▶ **DIRECTIONS FOR THIS TASK**:
Only one portion of the data is to be written out: from the line bearing "filename src/lib.rs" through the line bearing "counts at which". Write it exactly as it appears.
*** EXTRACTED DATA ***
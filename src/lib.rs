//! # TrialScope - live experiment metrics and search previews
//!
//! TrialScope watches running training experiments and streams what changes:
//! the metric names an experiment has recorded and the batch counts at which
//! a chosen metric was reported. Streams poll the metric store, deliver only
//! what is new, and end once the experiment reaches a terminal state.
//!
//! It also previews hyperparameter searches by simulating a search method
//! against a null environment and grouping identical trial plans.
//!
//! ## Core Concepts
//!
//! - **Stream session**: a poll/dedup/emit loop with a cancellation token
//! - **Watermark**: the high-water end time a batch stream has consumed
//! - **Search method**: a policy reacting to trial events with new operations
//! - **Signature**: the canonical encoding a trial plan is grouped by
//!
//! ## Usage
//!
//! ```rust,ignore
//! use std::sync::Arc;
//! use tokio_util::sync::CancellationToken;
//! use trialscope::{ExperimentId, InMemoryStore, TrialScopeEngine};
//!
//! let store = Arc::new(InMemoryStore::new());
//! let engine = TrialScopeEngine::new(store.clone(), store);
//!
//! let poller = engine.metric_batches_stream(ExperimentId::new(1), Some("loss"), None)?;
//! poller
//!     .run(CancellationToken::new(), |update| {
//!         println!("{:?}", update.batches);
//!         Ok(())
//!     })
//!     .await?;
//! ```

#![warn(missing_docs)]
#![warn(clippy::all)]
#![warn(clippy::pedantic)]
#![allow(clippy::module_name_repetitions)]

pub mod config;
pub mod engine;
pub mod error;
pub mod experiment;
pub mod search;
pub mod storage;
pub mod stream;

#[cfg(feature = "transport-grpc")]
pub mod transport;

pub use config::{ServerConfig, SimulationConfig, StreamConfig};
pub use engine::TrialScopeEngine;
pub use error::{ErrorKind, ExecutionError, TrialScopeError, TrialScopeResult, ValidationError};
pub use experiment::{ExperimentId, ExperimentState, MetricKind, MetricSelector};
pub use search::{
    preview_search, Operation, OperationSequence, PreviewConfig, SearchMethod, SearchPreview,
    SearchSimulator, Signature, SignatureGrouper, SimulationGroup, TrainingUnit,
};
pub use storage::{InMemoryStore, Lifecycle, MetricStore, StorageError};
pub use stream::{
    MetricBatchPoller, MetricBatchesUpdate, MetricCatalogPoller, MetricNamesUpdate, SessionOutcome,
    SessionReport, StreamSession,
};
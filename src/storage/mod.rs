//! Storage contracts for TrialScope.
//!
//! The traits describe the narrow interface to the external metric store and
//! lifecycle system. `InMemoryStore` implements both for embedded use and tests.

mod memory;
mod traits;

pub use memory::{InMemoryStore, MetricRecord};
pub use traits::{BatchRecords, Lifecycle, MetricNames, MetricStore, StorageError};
*** End of EXTRACTED DATA ***
*** EXTRACTED DATA ***
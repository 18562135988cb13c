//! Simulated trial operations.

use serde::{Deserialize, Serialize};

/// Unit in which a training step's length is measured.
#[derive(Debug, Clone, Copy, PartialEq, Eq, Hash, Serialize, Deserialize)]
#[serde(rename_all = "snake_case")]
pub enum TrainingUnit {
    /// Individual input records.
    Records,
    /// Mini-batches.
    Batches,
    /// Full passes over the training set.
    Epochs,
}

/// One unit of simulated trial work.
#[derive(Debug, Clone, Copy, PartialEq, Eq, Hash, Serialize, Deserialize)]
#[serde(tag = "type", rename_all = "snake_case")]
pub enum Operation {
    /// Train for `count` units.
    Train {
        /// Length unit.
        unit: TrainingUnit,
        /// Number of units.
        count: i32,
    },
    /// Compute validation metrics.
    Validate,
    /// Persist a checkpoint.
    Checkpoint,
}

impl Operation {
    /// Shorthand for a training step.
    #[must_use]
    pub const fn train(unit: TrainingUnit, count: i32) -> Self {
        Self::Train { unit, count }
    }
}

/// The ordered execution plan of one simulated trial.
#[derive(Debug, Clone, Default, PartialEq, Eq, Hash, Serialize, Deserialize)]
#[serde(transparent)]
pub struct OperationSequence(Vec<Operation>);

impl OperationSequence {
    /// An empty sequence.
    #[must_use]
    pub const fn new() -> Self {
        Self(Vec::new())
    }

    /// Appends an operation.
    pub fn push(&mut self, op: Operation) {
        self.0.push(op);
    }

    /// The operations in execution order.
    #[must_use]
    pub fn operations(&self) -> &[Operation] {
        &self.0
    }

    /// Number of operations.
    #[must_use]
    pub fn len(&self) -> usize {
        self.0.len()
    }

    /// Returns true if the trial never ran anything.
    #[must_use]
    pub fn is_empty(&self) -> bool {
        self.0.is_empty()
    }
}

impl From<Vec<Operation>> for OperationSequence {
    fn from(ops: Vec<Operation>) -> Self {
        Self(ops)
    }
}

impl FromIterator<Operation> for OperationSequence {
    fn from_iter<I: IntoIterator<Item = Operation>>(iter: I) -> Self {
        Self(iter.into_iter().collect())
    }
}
*** End of EXTRACTED DATA ***
*** EXTRACTED DATA ***
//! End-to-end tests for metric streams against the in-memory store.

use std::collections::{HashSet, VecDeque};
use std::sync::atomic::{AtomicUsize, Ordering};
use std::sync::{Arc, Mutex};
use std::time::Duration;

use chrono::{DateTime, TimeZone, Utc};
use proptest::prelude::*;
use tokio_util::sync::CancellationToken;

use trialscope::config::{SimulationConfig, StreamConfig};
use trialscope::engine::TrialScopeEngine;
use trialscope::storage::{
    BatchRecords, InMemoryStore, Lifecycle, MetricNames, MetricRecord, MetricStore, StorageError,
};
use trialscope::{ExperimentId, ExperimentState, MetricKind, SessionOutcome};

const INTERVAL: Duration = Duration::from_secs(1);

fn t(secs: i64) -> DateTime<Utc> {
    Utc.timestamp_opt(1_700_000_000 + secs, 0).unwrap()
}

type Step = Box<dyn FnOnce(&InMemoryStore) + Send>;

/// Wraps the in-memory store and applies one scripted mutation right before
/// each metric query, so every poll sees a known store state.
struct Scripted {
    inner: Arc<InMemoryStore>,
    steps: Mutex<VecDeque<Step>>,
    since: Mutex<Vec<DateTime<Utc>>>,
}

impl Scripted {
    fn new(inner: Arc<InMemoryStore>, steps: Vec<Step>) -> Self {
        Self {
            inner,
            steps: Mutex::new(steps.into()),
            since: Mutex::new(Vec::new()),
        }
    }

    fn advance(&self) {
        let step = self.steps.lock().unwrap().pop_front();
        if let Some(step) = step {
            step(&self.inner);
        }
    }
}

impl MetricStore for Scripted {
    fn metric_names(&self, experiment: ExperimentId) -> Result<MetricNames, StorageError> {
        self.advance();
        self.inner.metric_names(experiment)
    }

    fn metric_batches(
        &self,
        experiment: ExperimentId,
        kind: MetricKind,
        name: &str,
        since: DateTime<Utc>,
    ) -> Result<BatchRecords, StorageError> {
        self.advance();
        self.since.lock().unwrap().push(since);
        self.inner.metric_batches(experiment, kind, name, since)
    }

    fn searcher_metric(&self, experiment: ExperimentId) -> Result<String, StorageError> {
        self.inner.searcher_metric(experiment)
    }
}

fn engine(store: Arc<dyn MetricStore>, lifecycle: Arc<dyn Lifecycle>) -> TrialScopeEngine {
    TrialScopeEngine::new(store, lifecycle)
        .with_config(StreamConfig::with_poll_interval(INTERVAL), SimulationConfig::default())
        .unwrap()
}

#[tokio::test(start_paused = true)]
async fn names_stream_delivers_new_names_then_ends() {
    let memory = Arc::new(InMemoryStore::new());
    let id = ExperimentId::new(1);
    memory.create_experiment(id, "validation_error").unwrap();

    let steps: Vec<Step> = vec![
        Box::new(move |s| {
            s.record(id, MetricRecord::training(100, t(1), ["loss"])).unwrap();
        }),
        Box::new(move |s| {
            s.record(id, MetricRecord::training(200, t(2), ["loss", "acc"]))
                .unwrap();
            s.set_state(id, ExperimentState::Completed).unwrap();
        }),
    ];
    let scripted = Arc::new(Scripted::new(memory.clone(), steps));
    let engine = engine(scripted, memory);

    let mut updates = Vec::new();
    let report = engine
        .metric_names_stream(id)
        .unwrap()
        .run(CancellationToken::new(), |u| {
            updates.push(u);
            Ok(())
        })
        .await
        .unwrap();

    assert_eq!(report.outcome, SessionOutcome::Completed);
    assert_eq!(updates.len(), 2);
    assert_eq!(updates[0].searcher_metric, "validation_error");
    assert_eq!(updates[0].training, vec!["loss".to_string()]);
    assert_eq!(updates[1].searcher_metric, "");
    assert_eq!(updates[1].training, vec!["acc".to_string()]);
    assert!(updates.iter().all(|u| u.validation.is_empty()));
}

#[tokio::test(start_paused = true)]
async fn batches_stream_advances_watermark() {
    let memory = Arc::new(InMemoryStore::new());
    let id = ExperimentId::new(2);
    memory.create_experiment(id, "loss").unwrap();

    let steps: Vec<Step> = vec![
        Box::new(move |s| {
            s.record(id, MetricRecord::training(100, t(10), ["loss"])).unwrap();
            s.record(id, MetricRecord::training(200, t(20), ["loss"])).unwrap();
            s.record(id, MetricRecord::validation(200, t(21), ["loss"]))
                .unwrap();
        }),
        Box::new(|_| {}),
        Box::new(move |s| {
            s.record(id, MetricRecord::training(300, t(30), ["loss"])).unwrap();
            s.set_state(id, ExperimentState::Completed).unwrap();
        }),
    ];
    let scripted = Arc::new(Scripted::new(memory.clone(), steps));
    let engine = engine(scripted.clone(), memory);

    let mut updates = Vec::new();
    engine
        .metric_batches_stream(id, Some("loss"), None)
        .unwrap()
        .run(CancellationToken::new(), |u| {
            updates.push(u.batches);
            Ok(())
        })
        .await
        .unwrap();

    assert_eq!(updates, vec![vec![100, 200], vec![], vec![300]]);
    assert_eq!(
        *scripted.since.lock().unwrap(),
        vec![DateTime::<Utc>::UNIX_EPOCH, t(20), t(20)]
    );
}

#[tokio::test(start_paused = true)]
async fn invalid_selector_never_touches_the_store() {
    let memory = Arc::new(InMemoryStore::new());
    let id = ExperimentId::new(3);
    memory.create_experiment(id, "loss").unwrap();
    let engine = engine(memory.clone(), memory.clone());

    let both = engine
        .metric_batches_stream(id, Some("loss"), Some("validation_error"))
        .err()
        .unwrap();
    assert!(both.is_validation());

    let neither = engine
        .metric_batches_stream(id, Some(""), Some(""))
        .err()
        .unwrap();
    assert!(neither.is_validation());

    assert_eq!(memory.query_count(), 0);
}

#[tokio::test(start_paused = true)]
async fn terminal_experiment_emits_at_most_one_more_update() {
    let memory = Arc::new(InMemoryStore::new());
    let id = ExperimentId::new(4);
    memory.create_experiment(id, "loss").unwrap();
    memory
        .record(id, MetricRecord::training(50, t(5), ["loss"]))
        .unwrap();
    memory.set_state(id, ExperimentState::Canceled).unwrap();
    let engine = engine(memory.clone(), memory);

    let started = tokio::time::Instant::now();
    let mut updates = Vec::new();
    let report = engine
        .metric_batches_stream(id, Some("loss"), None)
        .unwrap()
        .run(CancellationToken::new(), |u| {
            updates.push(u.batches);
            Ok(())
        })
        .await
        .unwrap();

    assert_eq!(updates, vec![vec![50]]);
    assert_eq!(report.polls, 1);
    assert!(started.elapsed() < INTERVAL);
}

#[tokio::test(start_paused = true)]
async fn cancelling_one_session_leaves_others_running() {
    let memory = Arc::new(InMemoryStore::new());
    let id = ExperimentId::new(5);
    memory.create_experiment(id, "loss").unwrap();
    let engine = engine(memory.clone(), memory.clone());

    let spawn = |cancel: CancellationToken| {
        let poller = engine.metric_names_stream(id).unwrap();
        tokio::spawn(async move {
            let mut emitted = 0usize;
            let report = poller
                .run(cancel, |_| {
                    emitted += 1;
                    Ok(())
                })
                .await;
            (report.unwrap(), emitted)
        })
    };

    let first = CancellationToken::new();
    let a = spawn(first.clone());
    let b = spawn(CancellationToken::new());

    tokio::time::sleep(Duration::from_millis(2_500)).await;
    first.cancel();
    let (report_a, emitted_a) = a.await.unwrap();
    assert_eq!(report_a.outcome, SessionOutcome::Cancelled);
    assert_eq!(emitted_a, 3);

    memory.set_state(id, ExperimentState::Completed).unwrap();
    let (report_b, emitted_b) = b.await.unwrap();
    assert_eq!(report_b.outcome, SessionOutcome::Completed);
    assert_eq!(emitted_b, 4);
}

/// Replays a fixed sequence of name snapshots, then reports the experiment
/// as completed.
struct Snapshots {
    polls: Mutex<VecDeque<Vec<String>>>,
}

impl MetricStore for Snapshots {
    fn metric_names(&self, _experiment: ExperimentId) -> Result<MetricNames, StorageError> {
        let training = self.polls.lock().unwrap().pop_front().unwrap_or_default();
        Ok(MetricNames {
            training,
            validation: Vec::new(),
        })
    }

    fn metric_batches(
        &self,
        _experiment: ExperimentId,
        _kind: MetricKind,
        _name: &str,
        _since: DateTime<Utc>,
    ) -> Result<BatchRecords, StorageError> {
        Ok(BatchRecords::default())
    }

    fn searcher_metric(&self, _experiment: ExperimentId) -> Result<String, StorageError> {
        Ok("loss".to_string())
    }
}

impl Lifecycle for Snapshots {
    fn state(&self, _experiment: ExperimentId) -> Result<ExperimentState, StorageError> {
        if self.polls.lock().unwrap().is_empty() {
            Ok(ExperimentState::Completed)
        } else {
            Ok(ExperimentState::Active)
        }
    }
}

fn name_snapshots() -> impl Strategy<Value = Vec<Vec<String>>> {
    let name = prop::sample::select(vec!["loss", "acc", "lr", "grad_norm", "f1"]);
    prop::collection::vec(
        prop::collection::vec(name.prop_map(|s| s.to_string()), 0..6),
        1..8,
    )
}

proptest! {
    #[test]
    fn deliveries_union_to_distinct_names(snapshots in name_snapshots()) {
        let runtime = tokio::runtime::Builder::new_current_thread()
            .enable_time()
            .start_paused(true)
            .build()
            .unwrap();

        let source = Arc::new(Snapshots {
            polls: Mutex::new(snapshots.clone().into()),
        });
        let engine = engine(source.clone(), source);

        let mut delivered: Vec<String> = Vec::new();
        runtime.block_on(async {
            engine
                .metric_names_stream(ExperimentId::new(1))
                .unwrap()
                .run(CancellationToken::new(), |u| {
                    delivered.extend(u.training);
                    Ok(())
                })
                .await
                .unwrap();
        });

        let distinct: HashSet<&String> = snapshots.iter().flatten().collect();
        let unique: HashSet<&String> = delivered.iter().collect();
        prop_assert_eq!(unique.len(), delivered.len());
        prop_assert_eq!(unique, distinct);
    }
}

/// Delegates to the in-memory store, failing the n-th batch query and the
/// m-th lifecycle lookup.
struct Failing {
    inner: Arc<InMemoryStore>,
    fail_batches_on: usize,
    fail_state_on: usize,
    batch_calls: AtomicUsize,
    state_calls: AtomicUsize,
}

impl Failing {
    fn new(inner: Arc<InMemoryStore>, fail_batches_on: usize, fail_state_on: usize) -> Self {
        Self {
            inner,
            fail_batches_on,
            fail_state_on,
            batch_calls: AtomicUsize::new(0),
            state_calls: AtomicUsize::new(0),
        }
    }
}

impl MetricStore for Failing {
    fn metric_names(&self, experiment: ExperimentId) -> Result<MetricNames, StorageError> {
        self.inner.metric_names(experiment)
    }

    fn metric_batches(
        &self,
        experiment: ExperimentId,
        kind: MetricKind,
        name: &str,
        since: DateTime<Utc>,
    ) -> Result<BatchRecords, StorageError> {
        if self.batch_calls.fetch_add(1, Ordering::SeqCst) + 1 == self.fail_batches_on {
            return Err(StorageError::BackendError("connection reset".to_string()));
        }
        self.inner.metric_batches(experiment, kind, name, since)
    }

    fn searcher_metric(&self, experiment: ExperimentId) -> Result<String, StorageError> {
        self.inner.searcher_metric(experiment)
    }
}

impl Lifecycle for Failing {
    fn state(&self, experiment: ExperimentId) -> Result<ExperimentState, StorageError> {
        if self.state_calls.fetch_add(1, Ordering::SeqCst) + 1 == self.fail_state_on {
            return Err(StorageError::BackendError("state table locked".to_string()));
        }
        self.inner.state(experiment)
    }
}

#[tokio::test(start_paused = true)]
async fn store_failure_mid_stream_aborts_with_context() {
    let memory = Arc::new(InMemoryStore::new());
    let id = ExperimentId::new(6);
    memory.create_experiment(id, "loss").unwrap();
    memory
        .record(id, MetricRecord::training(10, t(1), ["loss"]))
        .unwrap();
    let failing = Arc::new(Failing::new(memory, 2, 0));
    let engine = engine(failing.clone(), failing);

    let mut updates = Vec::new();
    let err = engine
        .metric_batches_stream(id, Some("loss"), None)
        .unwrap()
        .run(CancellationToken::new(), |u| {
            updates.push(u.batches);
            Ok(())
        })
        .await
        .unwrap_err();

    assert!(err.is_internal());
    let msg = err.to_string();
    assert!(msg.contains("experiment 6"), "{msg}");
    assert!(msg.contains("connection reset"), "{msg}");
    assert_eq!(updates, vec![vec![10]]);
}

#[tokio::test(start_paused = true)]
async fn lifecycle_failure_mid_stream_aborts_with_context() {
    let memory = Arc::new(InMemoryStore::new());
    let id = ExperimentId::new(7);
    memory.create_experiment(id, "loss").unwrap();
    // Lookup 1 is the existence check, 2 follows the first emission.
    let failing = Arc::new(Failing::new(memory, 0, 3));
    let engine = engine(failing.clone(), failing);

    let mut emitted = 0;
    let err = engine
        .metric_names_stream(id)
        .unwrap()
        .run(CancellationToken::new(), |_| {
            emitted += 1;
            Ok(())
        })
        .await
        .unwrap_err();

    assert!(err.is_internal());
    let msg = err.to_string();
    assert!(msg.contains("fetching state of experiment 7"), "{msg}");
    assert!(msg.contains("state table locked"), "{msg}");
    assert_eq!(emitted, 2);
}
*** End of EXTRACTED DATA ***
▶ **YOUR SOLUTION**:
filename src/lib.rs
//! # TrialScope - live experiment metrics and search previews
//!
//! TrialScope watches running training experiments and streams what changes:
//! the metric names an experiment has recorded and the batch counts at which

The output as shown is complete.